**Prompt:** How many of the lines in the data contain "bool"? Give only the number.

**Stored data:**

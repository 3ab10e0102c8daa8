//! Per-provider circuit breaker for query generation.
//!
//! State lives behind `BreakerStore` so several processes can share it; the
//! in-memory store covers single-process deployments and tests.

use async_trait::async_trait;
use chrono::{DateTime, Duration, Utc};
use std::collections::HashMap;
use std::sync::{Arc, Mutex};

#[derive(Debug, Clone, Copy, Default, PartialEq, Eq)]
pub struct BreakerState {
    pub consecutive_failures: u32,
    pub open_until: Option<DateTime<Utc>>,
}

#[async_trait]
pub trait BreakerStore: Send + Sync {
    async fn load(&self, provider: &str) -> BreakerState;
    async fn save(&self, provider: &str, state: BreakerState);
}

#[derive(Default)]
pub struct InMemoryBreakerStore {
    states: Mutex<HashMap<String, BreakerState>>,
}

impl InMemoryBreakerStore {
    pub fn new() -> Self {
        Self::default()
    }
}

#[async_trait]
impl BreakerStore for InMemoryBreakerStore {
    async fn load(&self, provider: &str) -> BreakerState {
        let states = self.states.lock().unwrap_or_else(|e| e.into_inner());
        states.get(provider).copied().unwrap_or_default()
    }

    async fn save(&self, provider: &str, state: BreakerState) {
        let mut states = self.states.lock().unwrap_or_else(|e| e.into_inner());
        states.insert(provider.to_string(), state);
    }
}

/// Longest cooldown a breaker will hold a provider open for (one week).
pub const MAX_COOLDOWN_SECS: i64 = 7 * 24 * 60 * 60;

#[derive(Clone)]
pub struct CircuitBreaker {
    store: Arc<dyn BreakerStore>,
    failure_threshold: u32,
    cooldown: Duration,
}

impl CircuitBreaker {
    pub fn new(store: Arc<dyn BreakerStore>, failure_threshold: u32, cooldown_seconds: i64) -> Self {
        Self {
            store,
            failure_threshold: failure_threshold.max(1),
            cooldown: Duration::seconds(cooldown_seconds.clamp(0, MAX_COOLDOWN_SECS)),
        }
    }

    pub fn in_memory(failure_threshold: u32, cooldown_seconds: i64) -> Self {
        Self::new(Arc::new(InMemoryBreakerStore::new()), failure_threshold, cooldown_seconds)
    }

    /// False while the provider's breaker is open.
    pub async fn allow(&self, provider: &str) -> bool {
        self.allow_at(provider, Utc::now()).await
    }

    pub async fn allow_at(&self, provider: &str, now: DateTime<Utc>) -> bool {
        match self.store.load(provider).await.open_until {
            Some(until) => now >= until,
            None => true,
        }
    }

    pub async fn record_success(&self, provider: &str) {
        self.store.save(provider, BreakerState::default()).await;
    }

    pub async fn record_failure(&self, provider: &str) {
        self.record_failure_at(provider, Utc::now()).await;
    }

    pub async fn record_failure_at(&self, provider: &str, now: DateTime<Utc>) {
        let mut state = self.store.load(provider).await;
        state.consecutive_failures += 1;
        if state.consecutive_failures >= self.failure_threshold {
            state.open_until = Some(now + self.cooldown);
            tracing::warn!(
                provider,
                failures = state.consecutive_failures,
                cooldown_secs = self.cooldown.num_seconds(),
                "Circuit breaker opened"
            );
        }
        self.store.save(provider, state).await;
    }
}

#[cfg(test)]
mod tests {
    use super::*;

    #[tokio::test]
    async fn test_opens_after_threshold() {
        let breaker = CircuitBreaker::in_memory(3, 300);
        let now = Utc::now();
        for _ in 0..2 {
            breaker.record_failure_at("gemini", now).await;
        }
        assert!(breaker.allow_at("gemini", now).await);

        breaker.record_failure_at("gemini", now).await;
        assert!(!breaker.allow_at("gemini", now).await);
        assert!(breaker.allow_at("openai", now).await, "other providers unaffected");
    }

    #[tokio::test]
    async fn test_closes_after_cooldown() {
        let breaker = CircuitBreaker::in_memory(1, 60);
        let now = Utc::now();
        breaker.record_failure_at("openai", now).await;
        assert!(!breaker.allow_at("openai", now + Duration::seconds(30)).await);
        assert!(breaker.allow_at("openai", now + Duration::seconds(61)).await);
    }

    #[tokio::test]
    async fn test_success_resets() {
        let breaker = CircuitBreaker::in_memory(2, 60);
        let now = Utc::now();
        breaker.record_failure_at("openai", now).await;
        breaker.record_success("openai").await;
        breaker.record_failure_at("openai", now).await;
        assert!(breaker.allow_at("openai", now).await);
    }

    #[tokio::test]
    async fn test_shared_store_between_breakers() {
        let store: Arc<dyn BreakerStore> = Arc::new(InMemoryBreakerStore::new());
        let a = CircuitBreaker::new(store.clone(), 1, 60);
        let b = CircuitBreaker::new(store, 1, 60);
        a.record_failure("openai").await;
        assert!(!b.allow("openai").await);
    }

    #[tokio::test]
    async fn test_huge_cooldown_is_clamped() {
        let breaker = CircuitBreaker::in_memory(1, i64::MAX);
        let now = Utc::now();
        breaker.record_failure_at("openai", now).await;
        assert!(!breaker.allow_at("openai", now + Duration::days(6)).await);
        assert!(breaker.allow_at("openai", now + Duration::seconds(MAX_COOLDOWN_SECS)).await);
    }
}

**Answer box:** 2